:: Extracted material

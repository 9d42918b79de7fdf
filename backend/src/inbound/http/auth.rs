//! Bearer token extraction for HTTP handlers.
//!
//! The `Authorization` header is resolved once per request through
//! [`AuthService::authenticate`]; handlers only ever see the resulting
//! [`Identity`].

use actix_web::http::header::AUTHORIZATION;
use actix_web::{FromRequest, HttpRequest, dev::Payload, web};
use futures_util::future::LocalBoxFuture;
use tracing::warn;

use crate::domain::{Error, Identity};
use crate::inbound::http::state::HttpState;

const BEARER_SCHEME: &str = "bearer";

/// Authenticated caller resolved from a bearer token.
#[derive(Debug, Clone)]
pub struct BearerIdentity(pub Identity);

impl BearerIdentity {
    /// The resolved identity.
    pub fn identity(&self) -> &Identity {
        &self.0
    }
}

/// Token portion of an `Authorization: Bearer <token>` header value.
pub(crate) fn bearer_token(header: &str) -> Option<&str> {
    let (scheme, token) = header.trim().split_once(' ')?;
    let token = token.trim();
    (scheme.eq_ignore_ascii_case(BEARER_SCHEME) && !token.is_empty()).then_some(token)
}

impl FromRequest for BearerIdentity {
    type Error = actix_web::Error;
    type Future = LocalBoxFuture<'static, Result<Self, Self::Error>>;

    fn from_request(req: &HttpRequest, _payload: &mut Payload) -> Self::Future {
        let state = req.app_data::<web::Data<HttpState>>().cloned();
        let token = req
            .headers()
            .get(AUTHORIZATION)
            .and_then(|value| value.to_str().ok())
            .and_then(bearer_token)
            .map(str::to_owned);

        Box::pin(async move {
            let state = state.ok_or_else(|| Error::internal("HTTP state is not configured"))?;
            let token = token.ok_or_else(|| Error::unauthorized("bearer token required"))?;
            let identity = state.auth.authenticate(&token).await.inspect_err(|err| {
                warn!(code = ?err.code(), "bearer token rejected");
            })?;
            Ok(Self(identity))
        })
    }
}

#[cfg(test)]
mod tests {
    //! Regression coverage for this module.
    use super::*;
    use rstest::rstest;

    #[rstest]
    #[case("Bearer v1.abc.def", Some("v1.abc.def"))]
    #[case("bearer   v1.abc.def  ", Some("v1.abc.def"))]
    #[case("Basic dXNlcjpwYXNz", None)]
    #[case("Bearer ", None)]
    #[case("v1.abc.def", None)]
    fn bearer_token_parsing(#[case] header: &str, #[case] expected: Option<&str>) {
        assert_eq!(bearer_token(header), expected);
    }
}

::::

■ Task prompt ■
Each line of the entries that contains the word "impl" should be listed.

■ Task solution ■
impl BearerIdentity {
impl FromRequest for BearerIdentity {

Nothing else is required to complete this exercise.